● Exercise
All that should come back is the lines of the data below from the one containing "let competition_norm = 1.0" to the one containing "Competition, cpc_high: f64)", inclusive, exactly as they stand.

● Data provided
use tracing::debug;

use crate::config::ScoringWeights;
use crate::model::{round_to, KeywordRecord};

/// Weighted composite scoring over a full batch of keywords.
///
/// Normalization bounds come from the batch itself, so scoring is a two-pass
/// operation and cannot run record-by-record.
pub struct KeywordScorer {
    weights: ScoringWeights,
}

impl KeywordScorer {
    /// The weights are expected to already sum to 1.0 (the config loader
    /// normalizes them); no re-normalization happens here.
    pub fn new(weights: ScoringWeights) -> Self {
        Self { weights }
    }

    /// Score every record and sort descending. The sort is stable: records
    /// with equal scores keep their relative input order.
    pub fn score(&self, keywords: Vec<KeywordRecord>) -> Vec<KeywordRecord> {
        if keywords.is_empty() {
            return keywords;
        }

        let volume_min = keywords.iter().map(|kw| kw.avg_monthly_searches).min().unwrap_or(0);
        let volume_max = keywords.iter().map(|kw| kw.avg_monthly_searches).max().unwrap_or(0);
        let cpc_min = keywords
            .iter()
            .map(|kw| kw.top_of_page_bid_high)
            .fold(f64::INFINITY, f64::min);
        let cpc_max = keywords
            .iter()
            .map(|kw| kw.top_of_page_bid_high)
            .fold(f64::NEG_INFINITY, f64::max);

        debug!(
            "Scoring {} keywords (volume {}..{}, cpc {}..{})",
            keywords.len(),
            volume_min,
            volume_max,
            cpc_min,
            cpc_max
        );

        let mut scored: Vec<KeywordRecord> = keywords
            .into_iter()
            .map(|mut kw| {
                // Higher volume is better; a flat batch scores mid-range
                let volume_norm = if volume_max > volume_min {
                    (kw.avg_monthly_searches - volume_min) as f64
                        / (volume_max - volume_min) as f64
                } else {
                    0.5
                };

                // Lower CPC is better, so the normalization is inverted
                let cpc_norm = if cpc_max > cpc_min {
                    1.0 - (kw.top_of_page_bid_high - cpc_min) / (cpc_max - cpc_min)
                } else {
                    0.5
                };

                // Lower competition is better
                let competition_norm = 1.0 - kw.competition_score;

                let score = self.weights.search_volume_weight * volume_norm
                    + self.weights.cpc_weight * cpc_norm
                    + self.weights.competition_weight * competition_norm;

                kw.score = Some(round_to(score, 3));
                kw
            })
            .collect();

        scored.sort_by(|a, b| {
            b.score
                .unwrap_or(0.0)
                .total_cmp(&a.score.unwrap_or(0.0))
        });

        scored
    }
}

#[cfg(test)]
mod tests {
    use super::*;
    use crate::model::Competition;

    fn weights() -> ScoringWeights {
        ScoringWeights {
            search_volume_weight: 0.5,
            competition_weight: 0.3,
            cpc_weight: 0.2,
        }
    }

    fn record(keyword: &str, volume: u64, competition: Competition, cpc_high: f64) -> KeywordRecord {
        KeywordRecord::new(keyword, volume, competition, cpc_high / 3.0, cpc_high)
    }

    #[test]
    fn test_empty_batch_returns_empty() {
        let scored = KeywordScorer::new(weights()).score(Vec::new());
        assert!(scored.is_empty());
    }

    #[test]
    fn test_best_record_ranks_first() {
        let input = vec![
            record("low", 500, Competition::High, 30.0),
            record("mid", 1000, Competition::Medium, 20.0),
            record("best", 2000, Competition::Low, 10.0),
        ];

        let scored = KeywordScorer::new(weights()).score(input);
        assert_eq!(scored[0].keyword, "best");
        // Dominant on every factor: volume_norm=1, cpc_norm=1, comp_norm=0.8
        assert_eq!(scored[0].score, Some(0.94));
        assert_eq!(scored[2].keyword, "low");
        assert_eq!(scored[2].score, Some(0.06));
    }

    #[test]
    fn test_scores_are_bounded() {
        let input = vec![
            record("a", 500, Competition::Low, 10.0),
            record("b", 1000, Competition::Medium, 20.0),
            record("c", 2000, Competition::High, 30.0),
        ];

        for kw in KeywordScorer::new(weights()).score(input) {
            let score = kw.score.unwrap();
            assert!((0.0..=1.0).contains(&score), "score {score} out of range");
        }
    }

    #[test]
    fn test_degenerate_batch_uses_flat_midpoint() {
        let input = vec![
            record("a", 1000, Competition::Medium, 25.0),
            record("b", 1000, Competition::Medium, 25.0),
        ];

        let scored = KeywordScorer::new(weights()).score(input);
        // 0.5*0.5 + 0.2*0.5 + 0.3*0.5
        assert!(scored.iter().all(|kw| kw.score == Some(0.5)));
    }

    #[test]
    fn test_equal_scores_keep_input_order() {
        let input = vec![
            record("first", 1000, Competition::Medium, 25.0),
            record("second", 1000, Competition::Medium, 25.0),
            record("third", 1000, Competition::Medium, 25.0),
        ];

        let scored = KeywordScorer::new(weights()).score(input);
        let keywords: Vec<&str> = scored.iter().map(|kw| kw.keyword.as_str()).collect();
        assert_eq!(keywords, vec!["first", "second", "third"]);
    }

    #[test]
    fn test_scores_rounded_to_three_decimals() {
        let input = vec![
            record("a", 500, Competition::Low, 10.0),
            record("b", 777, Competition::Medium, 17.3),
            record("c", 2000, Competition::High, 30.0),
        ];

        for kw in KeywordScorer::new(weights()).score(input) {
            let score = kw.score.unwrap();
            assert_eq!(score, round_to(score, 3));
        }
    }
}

...

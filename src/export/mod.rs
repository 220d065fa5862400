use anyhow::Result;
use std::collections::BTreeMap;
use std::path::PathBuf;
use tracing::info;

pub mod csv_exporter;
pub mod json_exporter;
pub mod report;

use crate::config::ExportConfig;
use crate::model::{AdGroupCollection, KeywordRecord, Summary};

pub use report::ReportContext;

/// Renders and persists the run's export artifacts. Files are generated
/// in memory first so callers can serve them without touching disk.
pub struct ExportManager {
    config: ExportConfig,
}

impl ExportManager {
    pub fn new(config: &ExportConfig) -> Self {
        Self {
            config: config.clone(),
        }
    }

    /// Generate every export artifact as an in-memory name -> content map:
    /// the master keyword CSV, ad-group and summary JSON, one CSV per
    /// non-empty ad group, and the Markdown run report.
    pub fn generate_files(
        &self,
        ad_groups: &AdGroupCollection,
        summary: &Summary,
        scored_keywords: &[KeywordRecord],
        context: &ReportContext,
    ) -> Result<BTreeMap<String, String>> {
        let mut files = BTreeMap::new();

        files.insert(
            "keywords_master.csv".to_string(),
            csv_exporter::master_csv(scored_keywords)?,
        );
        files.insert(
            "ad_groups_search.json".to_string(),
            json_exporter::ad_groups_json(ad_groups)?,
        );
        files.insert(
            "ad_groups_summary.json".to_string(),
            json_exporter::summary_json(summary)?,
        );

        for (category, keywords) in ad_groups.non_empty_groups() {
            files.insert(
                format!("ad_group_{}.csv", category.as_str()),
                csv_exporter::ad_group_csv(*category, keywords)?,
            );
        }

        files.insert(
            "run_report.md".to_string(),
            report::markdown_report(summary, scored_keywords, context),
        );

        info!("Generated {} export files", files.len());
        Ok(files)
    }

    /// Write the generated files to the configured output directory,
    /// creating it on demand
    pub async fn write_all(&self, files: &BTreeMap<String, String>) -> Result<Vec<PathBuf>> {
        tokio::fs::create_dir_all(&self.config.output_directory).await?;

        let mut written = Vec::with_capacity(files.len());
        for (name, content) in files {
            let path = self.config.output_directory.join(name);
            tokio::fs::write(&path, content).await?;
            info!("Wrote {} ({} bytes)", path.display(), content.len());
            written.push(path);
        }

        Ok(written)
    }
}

● Result below
                let competition_norm = 1.0 - kw.competition_score;

                let score = self.weights.search_volume_weight * volume_norm
                    + self.weights.cpc_weight * cpc_norm
                    + self.weights.competition_weight * competition_norm;

                kw.score = Some(round_to(score, 3));
                kw
            })
            .collect();

        scored.sort_by(|a, b| {
            b.score
                .unwrap_or(0.0)
                .total_cmp(&a.score.unwrap_or(0.0))
        });

        scored
    }
}

#[cfg(test)]
mod tests {
    use super::*;
    use crate::model::Competition;

    fn weights() -> ScoringWeights {
        ScoringWeights {
            search_volume_weight: 0.5,
            competition_weight: 0.3,
            cpc_weight: 0.2,
        }
    }

    fn record(keyword: &str, volume: u64, competition: Competition, cpc_high: f64) -> KeywordRecord {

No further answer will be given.